In March, scores of New Yorkers opted to have their first dates over tacos: fish tacos, dried cricket tacos, taco tours of Brooklyn, even post-surfing tacos at Rockaway Beach in Queens.
But by month’s end, tacos went out of vogue, and fondue became the fare of choice for first dates. In mid-April, singles relinquished their cheese forks and embraced bring-your-own-beer dates instead. A few weeks later, outings forlobster rolls were all the rage. By mid-May daters cooled on lobster rolls and were eating oysters.
“It was with taco dates that we first started noting that certain types of dates came in waves,” said Brian Schechter, a founder of HowAboutWe.com, a nascent dating Web site that began fostering love connections in the spring. Mr. Schechter created the site with his best friend since kindergarten, Aaron Schildkrout.

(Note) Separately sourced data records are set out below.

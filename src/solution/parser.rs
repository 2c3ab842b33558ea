//! Parser for the Visual Studio `.sln` text format.
//!
//! A solution file is a line-oriented document:
//!
//! ```text
//! Microsoft Visual Studio Solution File, Format Version 12.00
//! # Visual Studio Version 17
//! VisualStudioVersion = 17.5.33516.290
//! MinimumVisualStudioVersion = 10.0.40219.1
//! Project("{FAE04EC0-301F-11D3-BF4B-00C04F79EFBC}") = "App", "App\App.csproj", "{GUID}"
//!     ProjectSection(ProjectDependencies) = postProject
//!         {GUID} = {GUID}
//!     EndProjectSection
//! EndProject
//! Global
//!     GlobalSection(SolutionConfigurationPlatforms) = preSolution
//!         Debug|Any CPU = Debug|Any CPU
//!     EndGlobalSection
//!     GlobalSection(ProjectConfigurationPlatforms) = postSolution
//!         {GUID}.Debug|Any CPU.ActiveCfg = Debug|Any CPU
//!         {GUID}.Debug|Any CPU.Build.0 = Debug|Any CPU
//!     EndGlobalSection
//!     GlobalSection(NestedProjects) = preSolution
//!         {CHILD} = {PARENT}
//!     EndGlobalSection
//! EndGlobal
//! ```
//!
//! Sections the parser does not use are skipped. GUIDs are compared case-insensitively, since
//! tools disagree on their casing.

use std::{
    collections::{HashMap, HashSet},
    io::Read,
    path::Path,
};

use log::debug;
use petgraph::{
    algo::{condensation, toposort},
    graph::{DiGraph, NodeIndex},
};

use crate::{
    file::{decode_text, read_to_memory, Backend, Physical},
    solution::{ConfigurationRecord, ProjectRecord, SolutionParser, SolutionRecord},
    Error, Result,
};

const HEADER: &str = "Microsoft Visual Studio Solution File, Format Version ";
const MIN_FORMAT_VERSION: u32 = 7;

/// Type GUIDs of projects stored as MSBuild files.
const MSBUILD_PROJECT_TYPES: [&str; 11] = [
    "{FAE04EC0-301F-11D3-BF4B-00C04F79EFBC}", // C#
    "{F184B08F-C81C-45F6-A57F-5ABD9991F28F}", // VB
    "{13B669BE-BB05-4DDF-9536-439F39A36129}", // CPS
    "{9A19103F-16F7-4668-BE54-9A1E7A4F7556}", // CPS C#
    "{778DAE3C-4631-46EA-AA77-85C1314464D9}", // CPS VB
    "{6EC3EE1D-3C4E-46DD-8F32-0CC8E7565705}", // CPS F#
    "{E6FDF86B-F3D1-11D4-8576-0002A516ECE8}", // J#
    "{8BC9CEB8-8B4A-11D0-8D11-00A0C91BC942}", // C++
    "{F2A71F9B-5D33-465A-A702-920D77279786}", // F#
    "{C8D11400-126E-41CD-887F-60BD40844F9E}", // database
    "{BBD0F5D1-1CC4-42FD-BA4C-A96779C64378}", // synergex
];
const SOLUTION_FOLDER_TYPE: &str = "{2150E333-8FDC-42A3-9474-1A3956D46DE8}";
const SHARED_PROJECT_TYPE: &str = "{D954291E-2A0B-460D-934E-DC6B0785DB48}";
const WEB_DEPLOYMENT_TYPE: &str = "{2CFEAB61-6A3B-4EB8-B523-560B4BEEF521}";
const WEB_PROJECT_TYPE: &str = "{E24C65DC-7377-472B-9ABA-BC803B73C61A}";

/// The built-in [`SolutionParser`] for `.sln` files.
///
/// # Examples
///
/// ```rust
/// use slnscope::SlnParser;
///
/// let record = SlnParser::new().parse_mem(b"
/// Microsoft Visual Studio Solution File, Format Version 12.00
/// Project(\"{FAE04EC0-301F-11D3-BF4B-00C04F79EFBC}\") = \"App\", \"App\\App.csproj\", \"{11111111-2222-3333-4444-555555555555}\"
/// EndProject
/// ")?;
///
/// assert_eq!(record.format_version, "12.00");
/// assert_eq!(record.projects[0].name, "App");
/// assert_eq!(record.projects[0].project_type, "KnownToBeMSBuildFormat");
/// # Ok::<(), slnscope::Error>(())
/// ```
#[derive(Debug, Clone, Copy, Default)]
pub struct SlnParser;

impl SlnParser {
    /// Creates a new parser.
    #[must_use]
    pub fn new() -> Self {
        SlnParser
    }

    /// Parses solution file content held in memory.
    ///
    /// # Errors
    /// Returns [`Error::Empty`] for empty input, [`Error::Malformed`] if the header or a project
    /// declaration cannot be read, and [`Error::NotSupported`] for format versions older than 7.
    pub fn parse_mem(&self, data: &[u8]) -> Result<SolutionRecord> {
        if data.is_empty() {
            return Err(Error::Empty);
        }

        let text = decode_text(data)?;
        parse_text(&text)
    }
}

impl SolutionParser for SlnParser {
    fn parse_path(&self, path: &Path) -> Result<SolutionRecord> {
        let input = Physical::new(path)?;
        self.parse_mem(input.data())
    }

    fn parse_reader(&self, reader: &mut dyn Read) -> Result<SolutionRecord> {
        let input = read_to_memory(reader)?;
        self.parse_mem(input.data())
    }
}

/// Project configuration entries of the `ProjectConfigurationPlatforms` section, keyed by
/// upper-case project GUID and solution configuration.
#[derive(Default)]
struct ProjectConfigurations {
    active: HashMap<(String, String), String>,
    build: HashSet<(String, String)>,
}

fn parse_text(text: &str) -> Result<SolutionRecord> {
    let mut lines = text.lines().map(str::trim).filter(|line| !line.is_empty());

    let mut record = SolutionRecord {
        format_version: parse_header(lines.next())?,
        ..SolutionRecord::default()
    };
    let mut project_configurations = ProjectConfigurations::default();
    let mut nested_projects = HashMap::new();

    while let Some(line) = lines.next() {
        if line.starts_with("Project(") {
            record.projects.push(parse_project(line, &mut lines)?);
        } else if line == "Global" {
            parse_global(
                &mut lines,
                &mut record.configurations,
                &mut project_configurations,
                &mut nested_projects,
            );
        } else if let Some((key, value)) = line.split_once('=') {
            match key.trim() {
                "VisualStudioVersion" => record.visual_studio_version = value.trim().to_string(),
                "MinimumVisualStudioVersion" => {
                    record.minimum_visual_studio_version = value.trim().to_string();
                }
                _ => {}
            }
        }
    }

    for project in &mut record.projects {
        let guid = project.guid.to_uppercase();
        project.parent_guid = nested_projects.get(&guid).cloned();
        project.configurations =
            project_configuration_records(&guid, &record.configurations, &project_configurations);
    }

    let levels = dependency_levels(&record.projects);
    for (project, level) in record.projects.iter_mut().zip(levels) {
        project.dependency_level = level;
    }

    debug!(
        "Parsed solution format {} with {} projects",
        record.format_version,
        record.projects.len()
    );

    Ok(record)
}

fn parse_header(line: Option<&str>) -> Result<String> {
    let version = line
        .and_then(|line| line.strip_prefix(HEADER))
        .ok_or_else(|| malformed_error!("Missing solution file header"))?
        .trim();

    let major = version
        .split('.')
        .next()
        .and_then(|major| major.parse::<u32>().ok())
        .ok_or_else(|| malformed_error!("Invalid solution format version - {}", version))?;

    if major < MIN_FORMAT_VERSION {
        return Err(Error::NotSupported);
    }

    Ok(version.to_string())
}

/// Returns the double-quoted values of a line, in order.
fn quoted_values(line: &str) -> Vec<&str> {
    line.split('"').skip(1).step_by(2).collect()
}

fn parse_project<'a, I>(line: &str, lines: &mut I) -> Result<ProjectRecord>
where
    I: Iterator<Item = &'a str>,
{
    let values = quoted_values(line);
    let &[type_guid, name, relative_path, guid] = values.as_slice() else {
        return Err(malformed_error!("Invalid project declaration - {}", line));
    };

    let mut record = ProjectRecord {
        name: name.to_string(),
        relative_path: relative_path.to_string(),
        guid: guid.to_string(),
        project_type: project_type_tag(type_guid, relative_path).to_string(),
        extension: extension(relative_path).to_string(),
        ..ProjectRecord::default()
    };

    while let Some(line) = lines.next() {
        if line == "EndProject" {
            return Ok(record);
        }

        if line.starts_with("ProjectSection(ProjectDependencies)") {
            for entry in section_entries(lines, "EndProjectSection") {
                if let Some((dependency, _)) = entry.split_once('=') {
                    push_unique(&mut record.dependencies, dependency.trim());
                }
            }
        } else if line.starts_with("ProjectSection(WebsiteProperties)") {
            for entry in section_entries(lines, "EndProjectSection") {
                let Some((key, value)) = entry.split_once('=') else {
                    continue;
                };
                if key.trim() != "ProjectReferences" {
                    continue;
                }

                for reference in value.trim().trim_matches('"').split(';') {
                    let guid = reference.split('|').next().unwrap_or_default().trim();
                    if !guid.is_empty() {
                        push_unique(&mut record.project_references, guid);
                        push_unique(&mut record.dependencies, guid);
                    }
                }
            }
        } else if line.starts_with("ProjectSection(") {
            section_entries(lines, "EndProjectSection");
        }
    }

    Err(malformed_error!("Missing EndProject for project {}", name))
}

fn parse_global<'a, I>(
    lines: &mut I,
    configurations: &mut Vec<String>,
    project_configurations: &mut ProjectConfigurations,
    nested_projects: &mut HashMap<String, String>,
) where
    I: Iterator<Item = &'a str>,
{
    while let Some(line) = lines.next() {
        if line == "EndGlobal" {
            return;
        }

        if line.starts_with("GlobalSection(SolutionConfigurationPlatforms)") {
            for entry in section_entries(lines, "EndGlobalSection") {
                if let Some((key, _)) = entry.split_once('=') {
                    push_unique(configurations, key.trim());
                }
            }
        } else if line.starts_with("GlobalSection(ProjectConfigurationPlatforms)") {
            for entry in section_entries(lines, "EndGlobalSection") {
                parse_project_configuration(entry, project_configurations);
            }
        } else if line.starts_with("GlobalSection(NestedProjects)") {
            for entry in section_entries(lines, "EndGlobalSection") {
                if let Some((child, parent)) = entry.split_once('=') {
                    nested_projects.insert(child.trim().to_uppercase(), parent.trim().to_string());
                }
            }
        } else if line.starts_with("GlobalSection(") {
            section_entries(lines, "EndGlobalSection");
        }
    }
}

The entrepreneurs, both 31, are former charter-school teachers who practiced meditation in India and taught at meditation retreats in the United States. They did not set out to track the dating habits of New Yorkers, let alone suggest that there could be a collective dating unconscious. They simply wanted to create a new kind of dating site where members could demonstrate who they are, not with personal essays and awkward messages, but by proposing dates that begin with the words: “How about we. ...”
Yet since HowAboutWe logs thousands of dates from some 7,000 young New Yorkers — the average age on the site is 29 — it has opened a window onto dating in the city and turned Mr. Schildkrout and Mr. Schechter into accidental anthropologists.
At a reporter’s request, they sifted through thousands of dates to identify where singles rendezvous. It was hardly scientific, though their 10,000-date sample size was larger than the ones used in many sociological studies.
Tucked into a sunny booth in V Bar in the West Village, Mr. Schechter pushed aside a panini and flipped open a laptop, revealing a spreadsheet of dates proposed and accepted by the site’s members: “How about we attend a swing class and wine tasting?,” “How about we grab a beer and play a game of ping-pong at SPiN?,” “How about we check out Ninja New York, a Japanese restaurant with ninjas for waiters in the meatpacking district?”
“You can tell so much about somebody based on the date they propose,” Mr. Schildkrout said.
Both he and Mr. Schechter have profiles on HowAboutWe. Mr. Schechter’s page says he possesses obscure knowledge about chakras. His latest date proposal? “How about we learn how to read tarot cards (after buying a set somewhere in Manhattan) and practice at the 169 Bar?”
Scanning the site’s database, he observed, “There are trends and hot spots.”
Indeed, Coye Cheshire, an assistant professor at the School of Information at theUniversity of California, Berkeley, said strangers have been shown to gravitate to the same things at the same time as preferences are diffused among groups through word of mouth or social networks. “It’s not surprising to see these trends ebbing and flowing,” he said.
Samuel D. Gosling, a psychologist at the University of Texas at Austin, said that the cuisine trends could occur because members of the Web site value doing the latest thing — until it becomes widespread. (After all, they were early adopters of the site itself.)
“It might be that you only want to do it if 1 percent of other people are doing it,” he said. “You don’t want to miss the trend, but you don’t want to be behind the edge. That sort of decision strategy would result in that pattern.”
That New Yorkers on a dating site would be drawn to similar activities can be explained in part by a sociological principle known as homophily. “It’s the idea that similar people tend to value the same things as other people like them,” Professor Cheshire said.
He and colleagues at Berkeley have studied countless online dating profiles and observed that while people think their tastes are distinct, most everyone’s profile says they like fine dining, movies and long walks on the beach.